Stephen Craig Campbell assumed the identity of Walter Lee Coffman, an Arkansas man who died in 1975 at age 22 and had earned an engineering degree from the University of Arkansas. Campbell first applied for a U.S. passport in Coffman’s name in 1984, submitting his own photograph, and renewed the fraudulent document multiple times over the following decades, court records show. In 1995, he obtained a replacement Social Security card in Coffman’s name after attempting in 1992 to have Coffman’s death record removed from Social Security Administration files.

Using the stolen identity, Campbell purchased property in Weed, New Mexico, around 2003 and continued renewing the fraudulent passport in 2005 and 2015, prosecutors said. On Sept. 4, 2019, he presented the fraudulent passport to a New Mexico Motor Vehicle Division employee in Cloudcroft to renew a driver’s license in Coffman’s name. Beginning in 2015, he collected approximately $140,000 in fraudulent Social Security retirement benefits by claiming them under Coffman’s identity, according to court documents.

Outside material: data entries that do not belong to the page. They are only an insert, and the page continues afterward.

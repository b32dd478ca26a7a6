//! Interactive lesson generation flow.
//!
//! The lesson author asks the backend for a supporting video per
//! content section via a registered search tool, so this flow exercises
//! the tool-invocation loop.

use crate::quiz::{QuizQuestion, lesson_quiz_schema};
use crate::support::decode;
use async_trait::async_trait;
use crammer_client::{CrammerDriver, Generator, ToolDeclaration, ToolHandler, ToolSet};
use crammer_core::{GenerateRequest, RetryPolicy, ToolSpec};
use crammer_error::GenerationError;
use crammer_schema::{Field, Schema};
use serde::{Deserialize, Serialize};
use serde_json::{Value, json};
use std::sync::Arc;
use std::time::Duration;
use tracing::{debug, instrument};

/// Input for lesson generation.
#[derive(Debug, Clone, PartialEq, Serialize, Deserialize)]
pub struct LessonInput {
    /// The topic to build the lesson around
    pub topic: String,
}

/// One slide of a lesson.
#[derive(Debug, Clone, PartialEq, Serialize, Deserialize)]
pub struct LessonSlide {
    /// Slide title
    pub title: String,
    /// HTML content for the slide
    pub content: String,
    /// Comprehension check for the slide
    pub quiz: QuizQuestion,
    /// A supporting video for the slide, found via the search tool
    #[serde(rename = "videoUrl")]
    pub video_url: Option<String>,
}

/// A complete generated lesson.
#[derive(Debug, Clone, PartialEq, Serialize, Deserialize)]
pub struct Lesson {
    /// Overall lesson title
    pub title: String,
    /// Learning objectives
    pub objectives: Vec<String>,
    /// Engaging HTML introduction
    pub introduction: String,
    /// The content slides
    pub slides: Vec<LessonSlide>,
    /// Closing HTML summary of the key points
    pub summary: String,
}

/// Wire declaration of the video search tool: a free-text query in, a
/// single URL out.
pub fn video_search_spec() -> ToolSpec {
    ToolSpec::new(
        "search_videos",
        "Searches for a short, relevant revision video about a specific topic.",
        Schema::object([Field::required("query", Schema::non_empty_string())
            .describe("A simple search query, e.g. \"cell biology\" or \"atomic structure\".")]),
        Schema::object([Field::required("url", Schema::non_empty_string())
            .describe("The URL of the most relevant video.")]),
    )
}

/// Default video search handler.
///
/// Builds a search-results URL scoped to trusted revision channels
/// rather than calling a video API. Pure and repeatable, so it is
/// trivially safe across retries; swap in an API-backed handler via
/// [`generate_lesson_with_tools`] for real lookups.
#[derive(Debug, Clone, Default)]
pub struct VideoSearchTool;

#[async_trait]
impl ToolHandler for VideoSearchTool {
    async fn call(&self, arguments: Value) -> Result<Value, String> {
        let query = arguments["query"]
            .as_str()
            .ok_or_else(|| "missing query".to_string())?;
        debug!(query, "Searching for a revision video");

        let scoped = format!(
            "{query} (site:youtube.com/c/mrallsophistory OR site:youtube.com/c/simplehistory)"
        );
        let encoded: String = url::form_urlencoded::Serializer::new(String::new())
            .append_pair("search_query", &scoped)
            .finish();
        Ok(json!({
            "url": format!("https://www.youtube.com/results?{encoded}"),
        }))
    }
}

/// The default tool set for lesson generation.
pub fn lesson_tools() -> ToolSet {
    ToolSet::new().with(ToolDeclaration::new(
        video_search_spec(),
        Arc::new(VideoSearchTool),
    ))
}

fn lesson_schema() -> Schema {
    let slide = Schema::object([
        Field::required("title", Schema::non_empty_string())
            .describe("A short, engaging title for this section of the lesson."),
        Field::required("content", Schema::non_empty_string()).describe(
            "The main educational content for this slide, formatted as HTML. This should be detailed and well-explained.",
        ),
        Field::required("quiz", lesson_quiz_schema(4)).describe(
            "A quiz question to test understanding of the content on this slide.",
        ),
        Field::optional("videoUrl", Schema::string())
            .describe("A relevant video URL for this slide."),
    ]);

    Schema::object([
        Field::required("title", Schema::non_empty_string())
            .describe("The overall title of the lesson."),
        Field::required("objectives", Schema::array(Schema::string()))
            .describe("A list of clear learning objectives for the lesson."),
        Field::required("introduction", Schema::non_empty_string())
            .describe("An engaging introduction to the topic, formatted as HTML."),
        Field::required("slides", Schema::array(slide))
            .describe("An array of lesson \"slides\", each covering a part of the topic."),
        Field::required("summary", Schema::non_empty_string())
            .describe("A final summary of the key points of the lesson, formatted as HTML."),
    ])
}

fn lesson_prompt(topic: &str) -> String {
    format!(
        r#"You are an expert GCSE teacher. Your task is to create a complete, engaging, and detailed lesson plan for the given topic, ensuring all content is strictly aligned with the GCSE curriculum. You must use effective teaching techniques to help a student learn and retain information.

Topic: {topic}

Structure the lesson as follows:
1. **Title:** A clear, concise title for the lesson.
2. **Learning Objectives:** Create a list of 3-4 specific, measurable learning objectives from the syllabus.
3. **Introduction:** Write an engaging introduction. Use an analogy or a real-world example to connect the topic to something the student already knows.
4. **Slides:** Break the main content into 5-7 distinct "slides". Each slide must have:
   * A **title**.
   * Detailed **content** explaining a core concept, formatted in simple HTML (using <h2>, <h3>, <p>, <ul>, <li>, <strong>).
   * A **quiz** to check for understanding. You MUST vary the quiz type on each slide, choosing randomly between 'multiple-choice', 'written-question', and 'fill-in-the-blanks'.
     - For 'multiple-choice', occasionally use multiple correct answers.
     - For 'written-question', keep it concise (2-4 marks).
     - For 'fill-in-the-blanks', use "______" for the blank space.
   * **Video:** For each slide, use the search_videos tool to find a short, relevant video clip that explains the concept on the slide. Add the URL to the 'videoUrl' field.
5. **Summary:** Conclude with a summary of the most crucial points from the lesson.

**Teaching Style & Formatting:**
* Be clear, encouraging, and easy to understand for a 15-16 year old.
* Break down complex ideas into simple, manageable steps.
* Wrap all key terms, people, and dates in <strong> tags.

Generate the lesson plan based on these instructions."#
    )
}

/// Lesson generation is the heaviest flow, so it gets a longer backoff
/// unit than the product default.
fn lesson_retry_policy() -> RetryPolicy {
    RetryPolicy::new(2, Duration::from_millis(1500))
}

/// Generate a lesson with the default video search tool.
#[instrument(skip(generator, input), fields(topic = %input.topic))]
pub async fn generate_lesson<D: CrammerDriver>(
    generator: &Generator<D>,
    input: &LessonInput,
) -> Result<Lesson, GenerationError> {
    generate_lesson_with_tools(generator, input, &lesson_tools()).await
}

/// Generate a lesson with caller-supplied tools.
///
/// The tool set must register a handler under the name declared by
/// [`video_search_spec`].
#[instrument(skip(generator, input, tools), fields(topic = %input.topic))]
pub async fn generate_lesson_with_tools<D: CrammerDriver>(
    generator: &Generator<D>,
    input: &LessonInput,
    tools: &ToolSet,
) -> Result<Lesson, GenerationError> {
    let request = GenerateRequest::prompt(lesson_prompt(&input.topic), lesson_schema());
    let value = generator
        .generate_with_tools(&request, tools, &lesson_retry_policy())
        .await?;
    decode(value)
}
//! Chained flow orchestration behavior.

use async_trait::async_trait;
use crammer_client::{Chain, Stage, StageExt};
use crammer_error::{GenerationError, GenerationErrorKind};
use std::sync::Arc;
use std::sync::atomic::{AtomicUsize, Ordering};

/// Stage that uppercases its input and counts runs.
struct Shout {
    runs: Arc<AtomicUsize>,
}

#[async_trait]
impl Stage for Shout {
    type Input = String;
    type Output = String;

    fn name(&self) -> &str {
        "shout"
    }

    async fn run(&self, input: String) -> Result<String, GenerationError> {
        self.runs.fetch_add(1, Ordering::SeqCst);
        Ok(input.to_uppercase())
    }
}

/// Stage that decorates its input.
struct Decorate;

#[async_trait]
impl Stage for Decorate {
    type Input = String;
    type Output = String;

    fn name(&self) -> &str {
        "decorate"
    }

    async fn run(&self, input: String) -> Result<String, GenerationError> {
        Ok(format!("<<{input}>>"))
    }
}

/// Stage that always fails with an exhausted-retries error.
struct Exhausted;

#[async_trait]
impl Stage for Exhausted {
    type Input = String;
    type Output = String;

    fn name(&self) -> &str {
        "speak"
    }

    async fn run(&self, _input: String) -> Result<String, GenerationError> {
        let cause = GenerationError::new(GenerationErrorKind::Unavailable {
            message: "model overloaded".to_string(),
        });
        Err(GenerationError::new(GenerationErrorKind::ExhaustedRetries {
            attempts: 3,
            cause: Box::new(cause),
        }))
    }
}

#[tokio::test]
async fn stages_run_in_sequence() {
    let runs = Arc::new(AtomicUsize::new(0));
    let chain = Chain::new(Shout { runs }, Decorate);

    let out = chain.run("podcast script".to_string()).await.unwrap();
    assert_eq!(out, "<<PODCAST SCRIPT>>");
    assert_eq!(chain.name(), "shout>decorate");
}

#[tokio::test]
async fn second_stage_failure_abandons_the_chain() {
    let runs = Arc::new(AtomicUsize::new(0));
    let chain = Shout { runs: runs.clone() }.then(Exhausted);

    let err = chain.run("lesson content".to_string()).await.unwrap_err();

    assert_eq!(runs.load(Ordering::SeqCst), 1, "stage 1 ran before the failure");
    match err.kind() {
        GenerationErrorKind::ChainStage { stage, cause } => {
            assert_eq!(stage, "speak");
            assert!(matches!(
                cause.kind(),
                GenerationErrorKind::ExhaustedRetries { .. }
            ));
        }
        other => panic!("expected ChainStage, got {other}"),
    }
}

#[tokio::test]
async fn first_stage_failure_skips_the_second() {
    let runs = Arc::new(AtomicUsize::new(0));
    let chain = Exhausted.then(Shout { runs: runs.clone() });

    let err = chain.run("content".to_string()).await.unwrap_err();

    assert_eq!(runs.load(Ordering::SeqCst), 0, "stage 2 must not start");
    assert!(matches!(
        err.kind(),
        GenerationErrorKind::ChainStage { stage, .. } if stage == "speak"
    ));
}

#[tokio::test]
async fn nested_chains_preserve_the_failing_stage_name() {
    let runs = Arc::new(AtomicUsize::new(0));
    let chain = Shout { runs: runs.clone() }
        .then(Decorate)
        .then(Exhausted);

    let err = chain.run("content".to_string()).await.unwrap_err();

    // The innermost failing stage is named, not the composite.
    assert!(matches!(
        err.kind(),
        GenerationErrorKind::ChainStage { stage, .. } if stage == "speak"
    ));
}

#[tokio::test]
async fn three_stage_chain_threads_values_through() {
    let runs = Arc::new(AtomicUsize::new(0));
    let chain = Shout { runs }.then(Decorate).then(Decorate);

    let out = chain.run("ok".to_string()).await.unwrap();
    assert_eq!(out, "<<<<OK>>>>");
}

Investigators traced Campbell’s flight from justice to a 1983 Wyoming warrant charging him with failure to appear on an underlying attempted first-degree murder charge. Prosecutors allege that in 1982, Campbell planted an explosive device at the home of his estranged wife’s boyfriend. When his wife opened the package, it detonated, causing her to lose a finger, suffer additional injuries and igniting a fire that damaged the residence and a neighboring unit.

On Feb. 19, 2025, federal agents executed a search warrant at Campbell’s Weed, New Mexico, residence. Campbell, who was armed and partially concealed during the ensuing standoff, was found in possession of a loaded rifle and eventually set the weapon down after repeated commands from law enforcement, according to prosecutors. A search of the property recovered 57 firearms and a large quantity of ammunition. Campbell acknowledged that as a fugitive from justice, he was prohibited from possessing firearms.

Campbell pleaded guilty to misuse of a passport, possession of false papers to defraud the United States, aggravated identity theft, and being a fugitive from justice in possession of a firearm and ammunition. He faces 12 years in federal prison at sentencing.

The case was prosecuted by Assistant U.S. Attorney Clara Nevarez Cobos and co-investigated by the FBI’s Albuquerque Field Office and the Social Security Administration’s Office of the Inspector General. It was originally initiated by the Diplomatic Security Service’s El Paso Resident Office and the National Passport Center’s Fraud Prevention Unit, with enforcement assistance from U.S. Customs and Border Protection Air and Marine Operations and the Otero County Sheriff’s Office.